Gardening in French: How to Grow Your Own Jardin Français

Close up on pink peonies.

Whether you have a windowsill, balcony, or rooftop garden, now is the season to get your plants in order. And as you find yourself learning more about growing life from scratch, this could also be a good opportunity to take a hint from the French in terms of style and approach.

What is a French Garden, or Jardin Français?

Versailles, France - May 2019: Versailles formal gardens (Orangery) outside Paris at sunset

The “French garden,” or jardin français, is a concept dating back to the seventeenth and eighteenth centuries, when the Enlightenment was at its peak, and new discoveries in science and technology produced an ideology formatted around reason, above all else. Everything in nature could be bent to the human will, or so it was believed… including gardens.
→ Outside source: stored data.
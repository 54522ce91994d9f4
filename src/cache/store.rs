//! JSON entry files with optional expiry

use crate::error::{TailwindError, TailwindResult};
use chrono::{DateTime, Utc};
use serde::{Deserialize, Serialize};
use std::fs;
use std::io::ErrorKind;
use std::path::{Path, PathBuf};
use std::time::Duration;
use tracing::debug;

/// TTL that keeps an entry until the cache is cleared
pub const NO_EXPIRY: Duration = Duration::ZERO;

/// A single cached value
#[derive(Debug, Clone, Serialize, Deserialize)]
pub struct CacheEntry {
    /// The cached value
    pub value: String,

    /// When the entry stops being served, `None` for never
    pub expires_at: Option<DateTime<Utc>>,
}

impl CacheEntry {
    /// Create an entry that lives for `ttl` (zero means forever)
    pub fn new(value: impl Into<String>, ttl: Duration) -> Self {
        let expires_at = if ttl.is_zero() {
            None
        } else {
            chrono::Duration::from_std(ttl)
                .ok()
                .and_then(|ttl| Utc::now().checked_add_signed(ttl))
        };

        Self {
            value: value.into(),
            expires_at,
        }
    }

    /// Check if the entry has expired
    pub fn is_expired(&self) -> bool {
        self.expires_at.is_some_and(|at| Utc::now() >= at)
    }
}

/// Key/value store rooted at a directory, one `<key>.json` file per entry
#[derive(Debug, Clone)]
pub struct FileCache {
    cache_dir: PathBuf,
}

impl FileCache {
    /// Open the cache, creating its directory if needed
    pub fn open(cache_dir: impl Into<PathBuf>) -> TailwindResult<Self> {
        let cache_dir = cache_dir.into();
        fs::create_dir_all(&cache_dir).map_err(|e| {
            TailwindError::io(format!("creating cache directory {}", cache_dir.display()), e)
        })?;

        Ok(Self { cache_dir })
    }

    /// Refer to a cache directory without creating it.
    ///
    /// Reads and clears work on a missing directory; writes fail.
    pub fn unopened(cache_dir: impl Into<PathBuf>) -> Self {
        Self {
            cache_dir: cache_dir.into(),
        }
    }

    /// The cache root directory
    pub fn dir(&self) -> &Path {
        &self.cache_dir
    }

    /// Get a cached value if present and not expired
    pub fn get(&self, key: &str) -> TailwindResult<Option<String>> {
        let path = self.entry_path(key)?;

        let content = match fs::read_to_string(&path) {
            Ok(content) => content,
            Err(e) if e.kind() == ErrorKind::NotFound => return Ok(None),
            Err(e) => {
                return Err(TailwindError::io(
                    format!("reading cache entry {}", path.display()),
                    e,
                ))
            }
        };

        let entry: CacheEntry = match serde_json::from_str(&content) {
            Ok(entry) => entry,
            Err(e) => {
                debug!("Ignoring unreadable cache entry {}: {}", key, e);
                return Ok(None);
            }
        };

        if entry.is_expired() {
            debug!("Cache entry {} is expired", key);
            self.remove(key)?;
            return Ok(None);
        }

        Ok(Some(entry.value))
    }

    /// Store a value, replacing any previous entry for the key
    pub fn set(&self, key: &str, value: &str, ttl: Duration) -> TailwindResult<()> {
        let path = self.entry_path(key)?;
        let entry = CacheEntry::new(value, ttl);
        let content = serde_json::to_string_pretty(&entry)?;

        fs::write(&path, content).map_err(|e| {
            TailwindError::io(format!("writing cache entry {}", path.display()), e)
        })?;

        debug!("Cached {} => {}", key, value);
        Ok(())
    }

    /// Remove a single entry
    pub fn remove(&self, key: &str) -> TailwindResult<()> {
        let path = self.entry_path(key)?;
        match fs::remove_file(&path) {
            Ok(()) => Ok(()),
            Err(e) if e.kind() == ErrorKind::NotFound => Ok(()),
            Err(e) => Err(TailwindError::io(
                format!("removing cache entry {}", path.display()),
                e,
            )),
        }
    }

    /// Remove every entry, returning how many were removed.
    ///
    /// Only `.json` entry files are touched.
    pub fn clear(&self) -> TailwindResult<usize> {
        let entries = match fs::read_dir(&self.cache_dir) {
            Ok(entries) => entries,
            Err(e) if e.kind() == ErrorKind::NotFound => return Ok(0),
            Err(e) => return Err(TailwindError::io("reading cache directory", e)),
        };

        let mut removed = 0;
        for entry in entries {
            let entry = entry.map_err(|e| TailwindError::io("reading cache entry", e))?;
            let path = entry.path();
            if path.is_file() && path.extension().is_some_and(|ext| ext == "json") {
                fs::remove_file(&path).map_err(|e| {
                    TailwindError::io(format!("removing cache entry {}", path.display()), e)
                })?;
                removed += 1;
            }
        }

        debug!("Removed {} cache entries from {}", removed, self.cache_dir.display());
        Ok(removed)
    }

    fn entry_path(&self, key: &str) -> TailwindResult<PathBuf> {
        let valid = !key.is_empty()
            && key
                .chars()
                .all(|c| c.is_ascii_alphanumeric() || c == '_' || c == '-');
        if !valid {
            return Err(TailwindError::CacheKeyInvalid(key.to_string()));
        }
        Ok(self.cache_dir.join(format!("{}.json", key)))
    }
}

#[cfg(test)]
mod tests {
    use super::*;
    use tempfile::TempDir;

    fn test_cache() -> (FileCache, TempDir) {
        let temp = TempDir::new().unwrap();
        let cache = FileCache::open(temp.path().join("cache")).unwrap();
        (cache, temp)
    }

    #[test]
    fn open_creates_directory() {
        let temp = TempDir::new().unwrap();
        let dir = temp.path().join("nested").join("cache");
        let cache = FileCache::open(&dir).unwrap();
        assert!(dir.is_dir());
        assert_eq!(cache.dir(), dir);
    }

    #[test]
    fn set_and_get() {
        let (cache, _temp) = test_cache();
        cache.set("abc123", "/opt/bin/tailwindcss", NO_EXPIRY).unwrap();
        assert_eq!(
            cache.get("abc123").unwrap().as_deref(),
            Some("/opt/bin/tailwindcss")
        );
    }

    #[test]
    fn missing_returns_none() {
        let (cache, _temp) = test_cache();
        assert!(cache.get("nonexistent").unwrap().is_none());
    }

    #[test]
    fn zero_ttl_never_expires() {
        let entry = CacheEntry::new("value", NO_EXPIRY);
        assert!(entry.expires_at.is_none());
        assert!(!entry.is_expired());
    }

    #[test]
    fn expired_entry_is_a_miss_and_removed() {
        let (cache, _temp) = test_cache();
        let entry = CacheEntry {
            value: "stale".to_string(),
            expires_at: Some(Utc::now() - chrono::Duration::hours(1)),
        };
        let path = cache.dir().join("old.json");
        fs::write(&path, serde_json::to_string(&entry).unwrap()).unwrap();

        assert!(cache.get("old").unwrap().is_none());
        assert!(!path.exists());
    }

    #[test]
    fn live_ttl_entry_is_served() {
        let (cache, _temp) = test_cache();
        cache.set("fresh", "value", Duration::from_secs(3600)).unwrap();
        assert_eq!(cache.get("fresh").unwrap().as_deref(), Some("value"));
    }

    #[test]
    fn corrupt_entry_is_a_miss() {
        let (cache, _temp) = test_cache();
        fs::write(cache.dir().join("broken.json"), "not json").unwrap();
        assert!(cache.get("broken").unwrap().is_none());
    }

    #[test]
    fn invalid_keys_rejected() {
        let (cache, _temp) = test_cache();
        for key in ["", "../escape", "a/b", "with space"] {
            assert!(matches!(
                cache.set(key, "v", NO_EXPIRY),
                Err(TailwindError::CacheKeyInvalid(_))
            ));
        }
    }

    #[test]
    fn clear_only_removes_entries() {
        let (cache, _temp) = test_cache();
        cache.set("one", "1", NO_EXPIRY).unwrap();
        cache.set("two", "2", NO_EXPIRY).unwrap();
        let bystander = cache.dir().join("tailwindcss-linux-x64");
        fs::write(&bystander, b"binary").unwrap();

        assert_eq!(cache.clear().unwrap(), 2);
        assert!(cache.get("one").unwrap().is_none());
        assert!(cache.get("two").unwrap().is_none());
        assert!(bystander.exists());
    }

    #[test]
    fn unopened_reads_as_empty() {
        let temp = TempDir::new().unwrap();
        let cache = FileCache::unopened(temp.path().join("absent"));
        assert!(cache.get("key").unwrap().is_none());
        assert_eq!(cache.clear().unwrap(), 0);
        assert!(!temp.path().join("absent").exists());
    }

    #[test]
    fn clear_missing_directory() {
        let (cache, temp) = test_cache();
        fs::remove_dir_all(temp.path().join("cache")).unwrap();
        assert_eq!(cache.clear().unwrap(), 0);
    }
}
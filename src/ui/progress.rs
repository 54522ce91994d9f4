//! Download progress with CI fallback

use super::context::UiContext;
use console::style;
use indicatif::{HumanBytes, ProgressBar, ProgressStyle};
use std::time::Duration;

/// Progress indicator for a single executable download.
///
/// Shows an indicatif byte bar in interactive mode, a single plain line
/// in CI, and nothing at all when created with `hidden`.
pub struct DownloadProgress {
    bar: Option<ProgressBar>,
    plain: bool,
}

impl DownloadProgress {
    /// Create a progress indicator for `label`, or a hidden one without a context
    pub fn new(ctx: Option<&UiContext>, label: &str) -> Self {
        match ctx {
            Some(ctx) if ctx.use_fancy_output() => {
                let bar = ProgressBar::new(0);
                bar.set_style(
                    ProgressStyle::default_bar()
                        .template("  {spinner:.cyan} Downloading {prefix}  {bar:20.cyan/dim} {bytes}/{total_bytes} {bytes_per_sec:.dim}")
                        .unwrap_or_else(|_| ProgressStyle::default_bar())
                        .tick_chars("⠋⠙⠹⠸⠼⠴⠦⠧⠇⠏ ")
                        .progress_chars("━╸─"),
                );
                bar.set_prefix(label.to_string());
                bar.enable_steady_tick(Duration::from_millis(120));
                Self {
                    bar: Some(bar),
                    plain: false,
                }
            }
            Some(_) => {
                eprintln!("{} Downloading {}", style("...").dim(), label);
                Self {
                    bar: None,
                    plain: true,
                }
            }
            None => Self::hidden(),
        }
    }

    /// A progress indicator that draws nothing
    pub fn hidden() -> Self {
        Self {
            bar: None,
            plain: false,
        }
    }

    /// Report bytes transferred so far
    pub fn update(&self, downloaded: u64, total: Option<u64>) {
        if let Some(ref bar) = self.bar {
            if let Some(total) = total {
                bar.set_length(total);
            }
            bar.set_position(downloaded);
        }
    }

    /// Finish after a successful download
    pub fn finish(&self, downloaded: u64) {
        if let Some(ref bar) = self.bar {
            bar.disable_steady_tick();
            bar.finish_and_clear();
        } else if self.plain {
            eprintln!("{} Downloaded {}", style("[OK]").green(), HumanBytes(downloaded));
        }
    }

    /// Stop after a failed download
    pub fn abandon(&self) {
        if let Some(ref bar) = self.bar {
            bar.disable_steady_tick();
            bar.abandon();
        }
    }
}
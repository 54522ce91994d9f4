//! I/O backend abstraction
//!
//! Provides a trait for the side effects of provisioning so the
//! provisioner can be driven by a fake in tests:
//! - fetching a URL into memory
//! - creating directories and writing files
//! - marking a file executable

use std::io::{self, Read};
use std::path::Path;
use tracing::debug;

/// Largest executable accepted from a download
pub const MAX_DOWNLOAD_BYTES: u64 = 512 * 1024 * 1024;

const READ_CHUNK: usize = 64 * 1024;

/// Abstract I/O interface used by the provisioner
pub trait Backend: Send + Sync {
    /// Fetch a URL fully into memory.
    ///
    /// `progress` receives `(bytes_so_far, total_if_known)` as data arrives.
    /// Non-2xx responses are errors.
    fn fetch(&self, url: &str, progress: &mut dyn FnMut(u64, Option<u64>)) -> io::Result<Vec<u8>>;

    /// Create a directory and all missing parents
    fn create_dir_all(&self, path: &Path) -> io::Result<()>;

    /// Write a file, replacing existing contents
    fn write_file(&self, path: &Path, contents: &[u8]) -> io::Result<()>;

    /// Set the file's permission bits to 0755
    fn set_executable(&self, path: &Path) -> io::Result<()>;

    /// Check whether anything exists at a path
    fn exists(&self, path: &Path) -> bool;
}

/// Backend on a blocking `ureq` agent and `std::fs`
#[derive(Clone)]
pub struct SystemBackend {
    agent: ureq::Agent,
}

impl SystemBackend {
    /// Create a backend with a default HTTP agent
    pub fn new() -> Self {
        Self {
            agent: ureq::Agent::new_with_defaults(),
        }
    }
}

impl Default for SystemBackend {
    fn default() -> Self {
        Self::new()
    }
}

impl Backend for SystemBackend {
    fn fetch(&self, url: &str, progress: &mut dyn FnMut(u64, Option<u64>)) -> io::Result<Vec<u8>> {
        debug!(%url, "Fetching");

        let mut response = self.agent.get(url).call().map_err(io::Error::other)?;
        let total = response.body().content_length();
        let mut reader = response
            .body_mut()
            .with_config()
            .limit(MAX_DOWNLOAD_BYTES)
            .reader();

        let mut data = Vec::with_capacity(total.unwrap_or(0).min(MAX_DOWNLOAD_BYTES) as usize);
        let mut chunk = vec![0u8; READ_CHUNK];
        loop {
            let n = reader.read(&mut chunk)?;
            if n == 0 {
                break;
            }
            data.extend_from_slice(&chunk[..n]);
            progress(data.len() as u64, total);
        }

        debug!(%url, bytes = data.len(), "Fetched");
        Ok(data)
    }

    fn create_dir_all(&self, path: &Path) -> io::Result<()> {
        std::fs::create_dir_all(path)
    }

    fn write_file(&self, path: &Path, contents: &[u8]) -> io::Result<()> {
        std::fs::write(path, contents)
    }

    fn set_executable(&self, path: &Path) -> io::Result<()> {
        make_executable(path)
    }

    fn exists(&self, path: &Path) -> bool {
        path.exists()
    }
}

/// Set 0755 permissions on a file (no-op off Unix)
pub fn make_executable(path: &Path) -> io::Result<()> {
    #[cfg(unix)]
    {
        use std::os::unix::fs::PermissionsExt;
        let perms = std::fs::Permissions::from_mode(0o755);
        std::fs::set_permissions(path, perms)?;
    }
    #[cfg(not(unix))]
    {
        let _ = path;
    }
    Ok(())
}
//! Command-line front end

pub mod args;
pub mod commands;

pub use args::{Cli, Commands};

use crate::config::Config;
use crate::provisioner::{default_cache_dir, TailwindOptions};
use std::path::PathBuf;

/// Executable settings after merging CLI flags over the config file
#[derive(Debug, Clone, Default)]
pub struct Settings {
    pub bin_path: Option<PathBuf>,
    pub bin_dir: Option<PathBuf>,
    pub cache_dir: Option<PathBuf>,
}

impl Settings {
    /// Merge CLI flags (which win) with config file values
    pub fn merge(cli: &Cli, config: &Config) -> Self {
        Self {
            bin_path: cli.bin_path.clone().or_else(|| config.binary.path.clone()),
            bin_dir: cli.bin_dir.clone().or_else(|| config.binary.dir.clone()),
            cache_dir: cli.cache_dir.clone().or_else(|| config.binary.cache_dir.clone()),
        }
    }

    /// Provisioner options for these settings
    pub fn options(&self) -> TailwindOptions {
        TailwindOptions {
            bin_path: self.bin_path.clone(),
            bin_dir: self.bin_dir.clone(),
            cache_dir: self.cache_dir.clone(),
            ..TailwindOptions::default()
        }
    }

    /// Effective cache root
    pub fn cache_dir(&self) -> PathBuf {
        self.cache_dir.clone().unwrap_or_else(default_cache_dir)
    }
}
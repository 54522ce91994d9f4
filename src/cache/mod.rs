//! Filesystem-backed cache for resolved executable paths
//!
//! The cache is a memoized existence marker: each entry maps the MD5 of
//! a bin path to the bin path itself, so a later run can skip the disk
//! check and download step entirely.
//!
//! # Entry Lifetime
//!
//! | TTL | Meaning |
//! |-----|---------|
//! | `0` | Never expires |
//! | `n` | Expires `n` after being written, then reads as a miss |
//!
//! Clearing the cache only removes entry files, never the executable
//! they point to.

pub mod key;
pub mod store;

pub use key::path_key;
pub use store::{CacheEntry, FileCache, NO_EXPIRY};
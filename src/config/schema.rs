//! Configuration schema for tailwindcss-bin
//!
//! Configuration is stored at `~/.config/tailwindcss-bin/config.toml`

use serde::{Deserialize, Serialize};
use std::path::PathBuf;

/// Root configuration structure
#[derive(Debug, Clone, Default, Serialize, Deserialize)]
#[serde(default)]
pub struct Config {
    /// General settings
    pub general: GeneralConfig,

    /// Executable location settings
    pub binary: BinaryConfig,
}

/// General application settings
#[derive(Debug, Clone, Serialize, Deserialize)]
#[serde(default)]
pub struct GeneralConfig {
    /// Log format: "text" or "json"
    pub log_format: String,
}

impl Default for GeneralConfig {
    fn default() -> Self {
        Self {
            log_format: "text".to_string(),
        }
    }
}

/// Where the executable and its cache live
#[derive(Debug, Clone, Default, Serialize, Deserialize)]
#[serde(default)]
pub struct BinaryConfig {
    /// Explicit executable, bypasses resolution and download
    pub path: Option<PathBuf>,

    /// Directory to download into
    pub dir: Option<PathBuf>,

    /// Cache root
    pub cache_dir: Option<PathBuf>,
}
While “English gardens” of the time were treatises on romanticism, cobbled together from different themes to create a meandering experience left to each viewer’s interpretation, the French garden was formal, exacting, and precise. Picture Versailles from above: its distinctive curlicues and segmented pathways and flowerbeds and shrubberies, which must be meticulously maintained in order to retain their shape. (Though Versailles did have an English garden, the very one where Marie Antoinette built a miniature hamlet and pretended to be a milkmaid.) Louis XIV commissioned the gardens from André le Nôtre in 1661, personally overseeing every detail, in a process that took 40 years to complete.

These gardens, and their influence, have not diminished over the last three plus centuries. In France alone, other notable examples include the gardens of the Château de Villandry in the Loire Valley, the Château de Vendeuvre in Normandy, and, of course, Paris’s Jardin des Tuileries (another project of Le Nôtre’s).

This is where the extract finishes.